None of this was bad. Every era has its challenges and parameters. From today's perspective, some cloud acquisitions would probably have been handled differently. In hindsight, men and women are always wiser, as Professor Hasso Plattner also said about the McDermott era. What's important is the here, today and tomorrow. The young SAP CEO Christian Klein is a child of his time and does everything right with youthful verve and chutzpah. Yet SAP's stock plummeted, and Klein got his first slaps in the face from analysts. Why?
Léo Apotheker and Bill McDermott were not only fantastic salespeople because of their training and demeanor, but also the darlings of the financial markets. Both tried to squeeze every last euro out of the SAP community, boosting the SAP dividend and the share price.

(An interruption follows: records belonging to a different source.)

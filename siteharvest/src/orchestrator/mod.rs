//! Run orchestration.
//!
//! The [`Harvester`] owns a validated [`RunConfig`] and a page driver. A run
//! visits every start URL in order, applies the configured traversal
//! strategy, accumulates the records, projects them onto the output columns
//! and hands the table to a [`RecordSink`]. Any error aborts the run and
//! nothing is written.

mod summary;


use chrono::Utc;
use std::sync::Arc;
use tracing::{info, instrument};
use uuid::Uuid;

use crate::config::RunConfig;
use crate::driver::{PageDriver, WaitUntil};
use crate::errors::{ConfigurationError, HarvestError, Result};
use crate::events::{
    EventSink, NoOpEventSink, RUN_COMPLETED, RUN_STARTED, TRAVERSAL_COMPLETED, URL_COMPLETED,
    URL_STARTED,
};
use crate::extract::{Record, RecordExtractor, ResultSet};
use crate::observability::SpanTimer;
use crate::output::RecordSink;
use crate::projection::project;
use crate::traversal::{build_strategy, TraversalStrategy};

pub use summary::{RunSummary, UrlSummary};

/// Runs a configuration against a page driver.
pub struct Harvester<D: PageDriver> {
    config: RunConfig,
    driver: D,
    events: Arc<dyn EventSink>,
}

impl<D: PageDriver> std::fmt::Debug for Harvester<D> {
    fn fmt(&self, f: &mut std::fmt::Formatter<'_>) -> std::fmt::Result {
        f.debug_struct("Harvester")
            .field("config", &self.config)
            .finish_non_exhaustive()
    }
}

impl<D: PageDriver> Harvester<D> {
    /// Creates a harvester. The configuration's schema is checked here, so
    /// an invalid run fails before any navigation.
    pub fn new(config: RunConfig, driver: D) -> Result<Self, ConfigurationError> {
        config.schema.validate()?;
        Ok(Self {
            config,
            driver,
            events: Arc::new(NoOpEventSink),
        })
    }

    /// Sets the sink receiving lifecycle events.
    #[must_use]
    pub fn with_event_sink(mut self, events: Arc<dyn EventSink>) -> Self {
        self.events = events;
        self
    }

    /// The run configuration.
    pub fn config(&self) -> &RunConfig {
        &self.config
    }

    /// The page driver.
    pub fn driver(&self) -> &D {
        &self.driver
    }

    /// Visits every start URL and returns the projected table with a
    /// summary, without writing anything.
    #[instrument(skip_all, fields(strategy = self.config.traversal.strategy_name()))]
    pub async fn collect(&self) -> Result<(Vec<Record>, RunSummary)> {
        let run_id = Uuid::new_v4();
        let started_at = Utc::now();
        let timer = SpanTimer::start("harvest");
        let strategy = build_strategy(&self.config.traversal);
        let extractor = RecordExtractor::new(self.config.schema.clone());

        info!(
            run_id = %run_id,
            urls = self.config.start_urls.len(),
            strategy = strategy.name(),
            "Harvest started"
        );
        self.events
            .emit(
                RUN_STARTED,
                Some(serde_json::json!({
                    "run_id": run_id,
                    "urls": self.config.start_urls,
                    "strategy": strategy.name(),
                })),
            )
            .await;

        let mut results = ResultSet::new();
        let mut per_url = Vec::with_capacity(self.config.start_urls.len());
        for url in &self.config.start_urls {
            let url_summary = self
                .harvest_url(run_id, url, strategy.as_ref(), &extractor, &mut results)
                .await?;
            per_url.push(url_summary);
            self.driver
                .wait_for_timeout(self.config.inter_url_pause)
                .await;
        }

        let records = project(results.records(), &self.config.output_columns);
        let summary = RunSummary {
            run_id,
            started_at,
            finished_at: Utc::now(),
            duration_ms: timer.elapsed_ms(),
            urls_visited: per_url.len(),
            records: records.len(),
            per_url,
        };
        Ok((records, summary))
    }

    /// Performs the run and writes the projected table to `sink`.
    pub async fn run(&self, sink: &mut dyn RecordSink) -> Result<RunSummary> {
        let (records, summary) = self.collect().await?;
        sink.write(&self.config.output_columns, &records)?;

        info!(
            run_id = %summary.run_id,
            records = summary.records,
            urls = summary.urls_visited,
            duration_ms = summary.duration_ms,
            "Harvest completed"
        );
        self.events
            .emit(
                RUN_COMPLETED,
                Some(serde_json::json!({
                    "run_id": summary.run_id,
                    "records": summary.records,
                    "duration_ms": summary.duration_ms,
                })),
            )
            .await;
        Ok(summary)
    }

    #[instrument(skip(self, strategy, extractor, results), fields(strategy = strategy.name()))]
    async fn harvest_url(
        &self,
        run_id: Uuid,
        url: &str,
        strategy: &dyn TraversalStrategy,
        extractor: &RecordExtractor,
        results: &mut ResultSet,
    ) -> Result<UrlSummary> {
        info!(url, "Opening start URL");
        self.events
            .emit(URL_STARTED, Some(serde_json::json!({"run_id": run_id, "url": url})))
            .await;

        self.driver
            .goto(url, WaitUntil::NetworkIdle)
            .await
            .map_err(|err| HarvestError::navigation(url, err))?;

        let outcome = strategy.traverse(&self.driver, extractor).await?;
        let url_summary = UrlSummary {
            url: url.to_string(),
            strategy: strategy.name().to_string(),
            steps: outcome.steps,
            stop: outcome.stop,
            records: outcome.records.len(),
        };
        self.events
            .emit(
                TRAVERSAL_COMPLETED,
                Some(serde_json::json!({
                    "run_id": run_id,
                    "url": url,
                    "strategy": url_summary.strategy,
                    "steps": url_summary.steps,
                    "stop": url_summary.stop,
                    "records": url_summary.records,
                })),
            )
            .await;

        results.extend(outcome.records);
        info!(
            url,
            records = url_summary.records,
            stop = %url_summary.stop,
            total = results.len(),
            "Start URL done"
        );
        self.events
            .emit(
                URL_COMPLETED,
                Some(serde_json::json!({
                    "run_id": run_id,
                    "url": url,
                    "total_records": results.len(),
                })),
            )
            .await;
        Ok(url_summary)
    }
}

SAP's existing customers were the ones to suffer. The ones who suffered were the SAP employees, especially the hard-working developers and engineers. So everything used to be different, and it was a good thing.
About two years ago, Hasso Plattner and Gerd Oswald heard from the SAP Supervisory Board that things were no longer good: SAP's existing customers were dissatisfied and, for the first time in SAP history, the opportunity arose to change the ERP system. The release upgrade to Hana and S/4 may seem sensible, but it costs just as much as an ERP system change. Why not try a new ERP system with tolerant and lower license and support costs?
There was a risk that SAP could lose a great many existing customers by 2025. The results of the defensive battle are known: Suite 7 maintenance extension until 2027/2030 and the new SAP CEO is Christian Klein.
Everything used to be better - at least the SAP share price was. The fall into the bottomless pit - from this year's high of around 140 euros to around 92 euros - is not Christian Klein's and CFO Luka Mucic's fault, but merely an expression of the inability of many investors and analysts to listen closely.
Of course, Klein and Mucic were the bearers of bad news when the share price imploded on the day the Q3 figures were presented - but neither had a different narrative on that day than they had at the beginning of Christian Klein's tenure almost a year ago: in the future, SAP will focus on the needs of existing customers and revive the successful value parameters from the days of Hopp, Plattner and Kagermann. That this paradigm shift costs money seems logical. However, many investors and analysts overlooked this logic and were caught on the wrong foot during the Q3 presentation.
After note: Even for insiders like Hasso Plattner, Christian Klein and Luka Mucic, the situation was unreal. They seized the opportunity and stocked up on more SAP shares at a price of around 100 euros, but the price didn't bottom out until around 92 euros - obviously completely unreal for everyone involved.